L'estuaire de la Gironde : tout un monde !

Contrairement à Paname qui se croit l’épicentre d’un univers clos pollué et pullulé, où la rive droite tire la tronche à la rive gauche, l’estuaire vivant de la Gironde a parfaitement illustré à la Pointe du Médoc, un courant convergeant solidaire des deux côtés soulevant un mascaret* capable de vaincre le projet inique d’un terminal méthanier au Verdon. Symbole fraternel par-delà les clivages, les particularités géographiques de ce gens authentiques des deux bords, ce Guide de l’estuaire de la Gironde pas du tout bling bling leur rend un vibrant hommage et vous invite bien cordialement à découvrir, flâner à pied, à vélo, en bateau, à cheval ou en tapis volant au grés des deux rives. Bienvenue !
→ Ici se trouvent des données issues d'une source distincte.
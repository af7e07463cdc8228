//! End-to-end event replay: call stack tracking plus function aggregation.
//!
//! The analyzer owns all mutable state (frame stack, active-call counts,
//! function totals) as one value, so independent traces can be processed
//! with independent instances.

use super::functions::{FunctionAggregator, FunctionStats};
use super::stack::CallStackTracker;
use crate::parser::record::{EventKind, TraceEvent};
use crate::parser::schema::FunctionEntry;
use crate::utils::error::TraceError;

/// Owned replay state for one trace
///
/// **Public** - main entry point for trace analysis
#[derive(Debug, Default)]
pub struct TraceAnalyzer {
    tracker: CallStackTracker,
    functions: FunctionAggregator,
}

impl TraceAnalyzer {
    /// Create a fresh analyzer
    ///
    /// **Public** - constructor
    pub fn new() -> Self {
        Self::default()
    }

    /// Apply one event in trace order
    ///
    /// **Public** - called for every event the reader produces
    ///
    /// # Errors
    /// * `TraceError::ExitIntoHole` - exit event with no open frame at its depth
    pub fn apply(&mut self, event: &TraceEvent, line: u64) -> Result<(), TraceError> {
        match event.kind {
            EventKind::Entry => {
                // parse_record guarantees entry events carry a name
                let name = event.function_name.as_deref().unwrap_or("");
                self.tracker
                    .on_entry(event.depth, event.timestamp, event.memory_bytes, name);
            }
            EventKind::Exit => {
                let exit =
                    self.tracker
                        .on_exit(event.depth, event.timestamp, event.memory_bytes, line)?;
                self.functions.record(&exit);
            }
        }
        Ok(())
    }

    /// Accumulated stats in first-seen order
    ///
    /// **Public** - read access for tests and diagnostics
    pub fn stats(&self) -> &[FunctionStats] {
        self.functions.stats()
    }

    /// Number of distinct functions observed so far
    pub fn function_count(&self) -> usize {
        self.functions.len()
    }

    /// Finish the replay and hand the entries to the ranking step
    ///
    /// **Public** - consumes the analyzer; requires the whole trace applied
    pub fn into_entries(self) -> Vec<FunctionEntry> {
        self.functions.into_entries()
    }
}
//! Trace parsing and report schema definitions.
//!
//! This module handles:
//! - Validating the trace file header
//! - Streaming tab-separated records from disk
//! - Parsing records into typed entry/exit events
//! - Defining the JSON report schema

pub mod reader;
pub mod record;
pub mod schema;

// Re-export main types
pub use reader::{parse_trace_file, ParseSummary};
pub use record::{parse_record, EventKind, TraceEvent};
pub use schema::{FunctionEntry, Report};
Avec l’estuaire, vous allez en apprendre du vocabulaire ! Le mascaret* justement : ce sont les vagues engendrées par la rencontre entre la marée montante (le flot), lors des marées à fort coefficient, et la masse d’eau du fleuve (page 164). Alexandrine Civard-Racinais pour le texte et Thierry Racinais à la photographie, ces deux là nous régalent d’un guide qui ne laisse rien au hasard les moindres lieux les plus reculés de l’estuaire, avec leurs mots propres et leurs focales. Quelle bonne idée de nous gratifier d’un lexique de l’estuaire en fin de guide, pour vous autres pékins demeurés au tirant d’eau d’une barge de Seine. Désormais : esquire, filadière, haveneau, jalle, marrainaud, matte, carrelet, conche vous embelliront la jactance dans les salons parigos où on cause rance.
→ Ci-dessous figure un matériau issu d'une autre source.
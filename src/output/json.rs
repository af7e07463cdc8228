//! JSON report output writer.
//!
//! Writes Report structs to JSON files with proper formatting.

use crate::aggregator::SortKey;
use crate::parser::schema::{FunctionEntry, Report};
use crate::utils::config::SCHEMA_VERSION;
use crate::utils::error::OutputError;
use chrono::Utc;
use log::{debug, info};
use std::fs::File;
use std::io::BufWriter;
use std::path::Path;

/// Assemble a versioned report document from ranked entries
///
/// **Public** - used by commands before writing
pub fn build_report(
    trace_file: &Path,
    sort_key: Option<SortKey>,
    function_count: usize,
    functions: Vec<FunctionEntry>,
) -> Report {
    Report {
        version: SCHEMA_VERSION.to_string(),
        trace_file: trace_file.display().to_string(),
        sort_key: sort_key.map(|k| k.as_str().to_string()),
        function_count,
        functions,
        generated_at: Utc::now().to_rfc3339(),
    }
}

/// Write a report to a JSON file
///
/// **Public** - main entry point for JSON output
///
/// # Errors
/// * `OutputError::WriteFailed` - I/O error during write
/// * `OutputError::SerializationFailed` - JSON serialization error
/// * `OutputError::InvalidPath` - Path cannot be created or is invalid
pub fn write_report(report: &Report, output_path: impl AsRef<Path>) -> Result<(), OutputError> {
    let output_path = output_path.as_ref();

    info!("Writing report to: {}", output_path.display());

    validate_output_path(output_path)?;

    // Create parent directories if needed
    if let Some(parent) = output_path.parent() {
        if !parent.as_os_str().is_empty() && !parent.exists() {
            debug!("Creating parent directories: {}", parent.display());
            std::fs::create_dir_all(parent).map_err(|e| {
                OutputError::InvalidPath(format!(
                    "Cannot create directory {}: {}",
                    parent.display(),
                    e
                ))
            })?;
        }
    }

    let file = File::create(output_path).map_err(OutputError::WriteFailed)?;
    let writer = BufWriter::new(file);

    serde_json::to_writer_pretty(writer, report).map_err(OutputError::SerializationFailed)?;

    debug!("Report written with {} functions", report.functions.len());

    Ok(())
}

/// Read a report from a JSON file
///
/// **Public** - useful for validation and testing
///
/// # Errors
/// * `OutputError::WriteFailed` - File read error (reusing WriteFailed for I/O)
/// * `OutputError::SerializationFailed` - JSON parse error
pub fn read_report(input_path: impl AsRef<Path>) -> Result<Report, OutputError> {
    let input_path = input_path.as_ref();

    debug!("Reading report from: {}", input_path.display());

    let file = File::open(input_path).map_err(OutputError::WriteFailed)?;
    let report: Report = serde_json::from_reader(file).map_err(OutputError::SerializationFailed)?;

    debug!(
        "Report loaded: version {}, {} functions",
        report.version,
        report.functions.len()
    );

    Ok(report)
}

/// Validate that output path is writable
///
/// **Private** - internal validation
fn validate_output_path(path: &Path) -> Result<(), OutputError> {
    if path.as_os_str().is_empty() {
        return Err(OutputError::InvalidPath("Path is empty".to_string()));
    }

    if path.exists() && path.is_dir() {
        return Err(OutputError::InvalidPath(format!(
            "Path is a directory: {}",
            path.display()
        )));
    }

    Ok(())
}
Quand la Garonne et la Dordogne tissent leurs eaux. De cette union charnelle du Bec d’Ambes à la Pointe de Grave et Royan, qui peut atteindre jusqu’à 12 km de large, naît un estuaire géant de 75 km de long ! Au bout du compte, l’Océan Atlantique n’a plus qu’à se dorer la chique et aller se jeter un godet géant derrière le paletot, déclarer ouvert son cycle des marées et lever les trombes d’eau à déferler sur ses côtes. Mais revenons en amont toute et restons au courant. L’estuaire charrie entre 2 et 8 millions de tonnes de particules en suspension dont une part se repose en banc de sable et même que parfois, de loin on dirait une île ! Telle cette « Ile mystérieuse » d’une superficie de 4 hectares surgie des eaux en 2009, dans l’axe du phare de Cordouan et dont la tempête Xynthia a renié les ailes de 3 hectares lors de son passage éclair. Pour que plus jamais des fonds de pension amerloches se creusent la bourse en cinoche à vouloir construire un port méthanier ou une toute autre saloperie similaire, la création d’un Parc naturel marin (PNM) entre l’estuaire de la Gironde et le pertuis Charentais est né dans la têtes des gens concernés, à commencer par l’association Une Pointe pour tous (voir mes précédents articles dans ma rubrique « Gens du Médoc) mais pas seulement. Ainsi Jean-Marc Thirion directeur de l’association Objectifs Biodiversités, « découvreur » d’île souligne : Son évolution témoigne que l’estuaire de la Gironde est bien vivant et demeure le dernier plus grand et sauvage estuaire d’Europe ! Tout un symbole pour le futur Parc naturel marin. (page 17)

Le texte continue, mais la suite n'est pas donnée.